Die Einladung, den kommenden Herrn aufzunehmen, stammt von Johannes dem Täufer. Er forderte damals die Juden dazu auf, ihre Sünden zu bekennen, umzukehren und ihr Leben zu ändern. Er war sich sicher, dass der Messias bald kommen würde. Aber würde das Volk, das seit Jahrhunderten auf ihn wartete, ihn auch erkennen, auf ihn hören und ihm folgen? Johannes wusste, dass man sich auf das Kommen des Herrn vorbereiten muss.

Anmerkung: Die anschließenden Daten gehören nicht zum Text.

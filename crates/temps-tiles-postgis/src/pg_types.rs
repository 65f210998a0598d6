//! PostgreSQL row conversion into [`SqlValue`]s.
//!
//! Values arrive in the binary protocol. Types tokio-postgres does not decode
//! itself (numeric, PostGIS geometry) get small `FromSql` wrappers.

use crate::row::{ColumnDesc, SqlRow, SqlValue};
use byteorder::{BigEndian, ReadBytesExt};
use std::collections::HashMap;
use std::error::Error;
use std::io::Cursor;
use temps_tiles::{ProviderError, Result};
use tokio_postgres::types::{FromSql, Type};
use tokio_postgres::Row;

type BoxError = Box<dyn Error + Sync + Send>;

/// numeric in binary form, rendered as canonical decimal text
#[derive(Debug, Clone, PartialEq)]
pub struct Numeric(pub String);

const NUMERIC_NEG: u16 = 0x4000;
const NUMERIC_NAN: u16 = 0xC000;
const NUMERIC_PINF: u16 = 0xD000;
const NUMERIC_NINF: u16 = 0xF000;

impl<'a> FromSql<'a> for Numeric {
    fn from_sql(_ty: &Type, raw: &'a [u8]) -> std::result::Result<Self, BoxError> {
        let mut cursor = Cursor::new(raw);
        let ndigits = cursor.read_u16::<BigEndian>()?;
        let weight = cursor.read_i16::<BigEndian>()?;
        let sign = cursor.read_u16::<BigEndian>()?;
        let dscale = cursor.read_u16::<BigEndian>()?;

        match sign {
            NUMERIC_NAN => return Ok(Numeric("NaN".to_string())),
            NUMERIC_PINF => return Ok(Numeric("Infinity".to_string())),
            NUMERIC_NINF => return Ok(Numeric("-Infinity".to_string())),
            _ => {}
        }

        let mut digits = Vec::with_capacity(ndigits as usize);
        for _ in 0..ndigits {
            digits.push(cursor.read_u16::<BigEndian>()?);
        }

        // base-10000 digits; digit i has weight (weight - i)
        let mut int_part = String::new();
        for w in (0..=weight.max(-1)).rev() {
            let idx = (weight - w) as usize;
            let digit = digits.get(idx).copied().unwrap_or(0);
            if int_part.is_empty() {
                int_part.push_str(&digit.to_string());
            } else {
                int_part.push_str(&format!("{:04}", digit));
            }
        }
        if int_part.is_empty() {
            int_part.push('0');
        }

        let mut frac_part = String::new();
        let mut w = -1i32;
        while frac_part.len() < dscale as usize {
            let idx = i32::from(weight) - w;
            let digit = if idx >= 0 {
                digits.get(idx as usize).copied().unwrap_or(0)
            } else {
                0
            };
            frac_part.push_str(&format!("{:04}", digit));
            w -= 1;
        }
        frac_part.truncate(dscale as usize);

        let mut text = String::new();
        if sign == NUMERIC_NEG {
            text.push('-');
        }
        text.push_str(&int_part);
        if !frac_part.is_empty() {
            text.push('.');
            text.push_str(&frac_part);
        }

        Ok(Numeric(text))
    }

    fn accepts(ty: &Type) -> bool {
        *ty == Type::NUMERIC
    }
}

/// Raw binary payload of bytea and PostGIS geometry/geography columns
#[derive(Debug, Clone, PartialEq)]
pub struct RawBytes(pub Vec<u8>);

impl<'a> FromSql<'a> for RawBytes {
    fn from_sql(_ty: &Type, raw: &'a [u8]) -> std::result::Result<Self, BoxError> {
        Ok(RawBytes(raw.to_vec()))
    }

    fn accepts(ty: &Type) -> bool {
        *ty == Type::BYTEA || matches!(ty.name(), "geometry" | "geography")
    }
}

/// Convert a PostgreSQL row into a dialect-free [`SqlRow`]
pub fn convert_row(row: &Row) -> Result<SqlRow> {
    let mut columns = Vec::with_capacity(row.len());
    let mut values = Vec::with_capacity(row.len());

    for (idx, column) in row.columns().iter().enumerate() {
        columns.push(ColumnDesc::new(column.name(), column.type_().name()));
        values.push(extract_value(row, idx)?);
    }

    Ok(SqlRow::new(columns, values))
}

/// Extract value from PostgreSQL row
fn extract_value(row: &Row, idx: usize) -> Result<SqlValue> {
    let column = &row.columns()[idx];
    let ty = column.type_();

    let value = match ty.name() {
        "bool" => get::<bool>(row, idx)?.map(SqlValue::Bool),
        "int2" => get::<i16>(row, idx)?.map(|v| SqlValue::Int(i64::from(v))),
        "int4" => get::<i32>(row, idx)?.map(|v| SqlValue::Int(i64::from(v))),
        "int8" => get::<i64>(row, idx)?.map(SqlValue::Int),
        "float4" => get::<f32>(row, idx)?.map(|v| SqlValue::Float(f64::from(v))),
        "float8" => get::<f64>(row, idx)?.map(SqlValue::Float),
        "numeric" => get::<Numeric>(row, idx)?.map(|v| SqlValue::Text(v.0)),
        "varchar" | "text" | "bpchar" | "name" | "citext" => {
            get::<String>(row, idx)?.map(SqlValue::Text)
        }
        "char" => get::<i8>(row, idx)?.map(|v| SqlValue::Text(internal_char(v))),
        "timestamptz" => get::<chrono::DateTime<chrono::Utc>>(row, idx)?.map(SqlValue::Timestamp),
        "timestamp" => get::<chrono::NaiveDateTime>(row, idx)?
            .map(|v| SqlValue::Timestamp(v.and_utc())),
        "date" => get::<chrono::NaiveDate>(row, idx)?.map(|v| SqlValue::Text(v.to_string())),
        "json" | "jsonb" => get::<serde_json::Value>(row, idx)?.map(SqlValue::Json),
        "uuid" => get::<uuid::Uuid>(row, idx)?.map(|v| SqlValue::Text(v.to_string())),
        "hstore" => get::<HashMap<String, Option<String>>>(row, idx)?
            .map(|pairs| SqlValue::KeyValue(pairs.into_iter().collect())),
        "bytea" | "geometry" | "geography" => get::<RawBytes>(row, idx)?.map(|v| SqlValue::Bytes(v.0)),
        other => {
            return Err(ProviderError::decode(format!(
                "column {} has unsupported type {}",
                column.name(),
                other
            )))
        }
    };

    Ok(value.unwrap_or(SqlValue::Null))
}

/// The single-byte `"char"` type, rendered as its character
fn internal_char(value: i8) -> String {
    char::from(value as u8).to_string()
}

fn get<'a, T: FromSql<'a>>(row: &'a Row, idx: usize) -> Result<Option<T>> {
    row.try_get::<_, Option<T>>(idx).map_err(|e| {
        ProviderError::decode(format!(
            "failed to read column {}: {}",
            row.columns()[idx].name(),
            e
        ))
    })
}
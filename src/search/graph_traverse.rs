//! Bounded graph traverser (C7, spec §4.6).

use crate::document::DocumentId;
use crate::storage::{Direction, Store};
use std::collections::{HashSet, VecDeque};
use std::time::{Duration, Instant};

const HARD_MAX_DEPTH: u32 = 3;
const DEFAULT_MAX_RELATED_PER_SEED: usize = 100;
const DEFAULT_TIMEOUT_MS: u64 = 5000;

#[derive(Debug, Clone)]
pub struct TraversalRequest {
    pub start_vertices: Vec<DocumentId>,
    pub min_depth: u32,
    pub max_depth: u32,
    pub direction: Direction,
    pub relationship_types: Option<Vec<String>>,
    pub max_related_per_seed: usize,
    pub traversal_timeout_ms: u64,
}

impl Default for TraversalRequest {
    fn default() -> Self {
        Self {
            start_vertices: vec![],
            min_depth: 0,
            max_depth: 3,
            direction: Direction::Outbound,
            relationship_types: None,
            max_related_per_seed: DEFAULT_MAX_RELATED_PER_SEED,
            traversal_timeout_ms: DEFAULT_TIMEOUT_MS,
        }
    }
}

#[derive(Debug, Clone)]
pub struct TraversalHit {
    pub vertex: DocumentId,
    pub depth: u32,
    pub path: Vec<DocumentId>,
    /// Related vertices discovered via a lexical pre-query seed carry a
    /// scaled-down score (spec §4.6: "× 0.8").
    pub score: f32,
}

#[derive(Debug, Clone, Default)]
pub struct TraversalOutcome {
    pub hits: Vec<TraversalHit>,
    pub warnings: Vec<String>,
}

/// `graph_traverse`: breadth-first, `uniqueVertices=global`, per-seed fanout
/// capped, wall-clock capped. Depth is silently narrowed to `HARD_MAX_DEPTH`
/// with a warning (spec §4.6, scenario 6).
pub async fn graph_traverse(store: &dyn Store, request: &TraversalRequest) -> Result<TraversalOutcome, crate::error::StoreError> {
    let mut warnings = Vec::new();
    let mut max_depth = request.max_depth;
    if max_depth > HARD_MAX_DEPTH {
        warnings.push(format!(
            "max_depth {} exceeds the hard cap, narrowed to {}",
            max_depth, HARD_MAX_DEPTH
        ));
        max_depth = HARD_MAX_DEPTH;
    }

    let deadline = Instant::now() + Duration::from_millis(request.traversal_timeout_ms);
    let mut visited: HashSet<String> = HashSet::new();
    let mut hits = Vec::new();

    for seed in &request.start_vertices {
        visited.insert(seed.as_str().to_string());
        let mut queue: VecDeque<(DocumentId, u32, Vec<DocumentId>)> = VecDeque::new();
        queue.push_back((seed.clone(), 0, vec![seed.clone()]));
        let mut fanout_for_seed = 0usize;
        let mut timed_out = false;

        while let Some((vertex, depth, path)) = queue.pop_front() {
            if Instant::now() >= deadline {
                timed_out = true;
                break;
            }
            if depth >= max_depth {
                continue;
            }
            if fanout_for_seed >= request.max_related_per_seed {
                warnings.push(format!("per-seed fanout limit hit for {}", seed));
                break;
            }

            let edges = store
                .edges_touching(&vertex, request.direction, request.relationship_types.as_deref())
                .await?;

            for edge in edges {
                let next = if edge.from == vertex { edge.to.clone() } else { edge.from.clone() };
                if visited.contains(next.as_str()) {
                    continue;
                }
                visited.insert(next.as_str().to_string());
                fanout_for_seed += 1;

                let next_depth = depth + 1;
                let mut next_path = path.clone();
                next_path.push(next.clone());

                if next_depth >= request.min_depth {
                    hits.push(TraversalHit { vertex: next.clone(), depth: next_depth, path: next_path.clone(), score: 1.0 });
                }
                queue.push_back((next, next_depth, next_path));

                if fanout_for_seed >= request.max_related_per_seed {
                    break;
                }
            }
        }

        if timed_out {
            warnings.push("traversal timeout reached before exhausting the frontier".to_string());
        }
    }

    Ok(TraversalOutcome { hits, warnings })
}

/// `graph_rag_search`: seeds the traversal from a lexical pre-query instead
/// of an explicit `start_vertex`. Related vertices found this way carry a
/// scaled-down score (× 0.8) relative to direct hits.
pub async fn graph_rag_search(
    store: &dyn Store,
    seed_vertices: Vec<DocumentId>,
    mut request: TraversalRequest,
) -> Result<TraversalOutcome, crate::error::StoreError> {
    request.start_vertices = seed_vertices;
    let mut outcome = graph_traverse(store, &request).await?;
    for hit in outcome.hits.iter_mut() {
        hit.score *= 0.8;
    }
    Ok(outcome)
}

#[cfg(test)]
mod tests {
    use super::*;
    use crate::document::Document;
    use crate::graph::edge::Edge;
    use crate::storage::sqlite::SqliteStore;
    use chrono::Utc;

    #[tokio::test]
    async fn depth_is_capped_at_three_with_a_warning() {
        let store = SqliteStore::open_in_memory().unwrap();
        let docs: Vec<Document> = (0..5).map(|i| Document::new("documents", "note", format!("n{i}"))).collect();
        for d in &docs {
            store.insert_document(d).await.unwrap();
        }
        for pair in docs.windows(2) {
            let e = Edge::new("relationships", pair[0].id.clone(), pair[1].id.clone(), "next", Utc::now());
            store.insert_edge(&e).await.unwrap();
        }

        let request = TraversalRequest { start_vertices: vec![docs[0].id.clone()], max_depth: 7, ..Default::default() };
        let outcome = graph_traverse(&store, &request).await.unwrap();
        assert!(outcome.warnings.iter().any(|w| w.contains("hard cap")));
        assert!(outcome.hits.iter().all(|h| h.depth <= 3));
    }
}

Deshalb rief er so eindringlich:
„Bereitet dem Herrn den Weg! Ebnet ihm die Straßen!“
Diese Worte sind an mich gerichtet, weil Jesus jeden Tag kommen will. Jeden Tag klopft er an meine Tür, und auch mir fällt es, wie damals den Juden, nicht leicht, ihn zu erkennen. Damals zeigte er sich entgegen allen Erwartungen als bescheidener Zimmermann aus dem unbedeutenden Nazareth. Heute steht er vielleicht vor mir als Flüchtling, als Arbeitsloser, als Chef, als Klassenkamerad, als Familienmitglied, als eine Person, bei der ich zunächst einmal so gar nicht an ihn denken würde. Die feine Stimme, mit der er uns dazu einlädt, zu vergeben, Vertrauen und Freundschaft zu schenken, uns nicht auf Wege einzulassen, die dem Evangelium widersprechen, wird allzu oft übertönt. Andere Stimmen wollen uns dazu verleiten, mit unlauteren Mitteln zu arbeiten, es den anderen heimzuzahlen oder sie zu verachten.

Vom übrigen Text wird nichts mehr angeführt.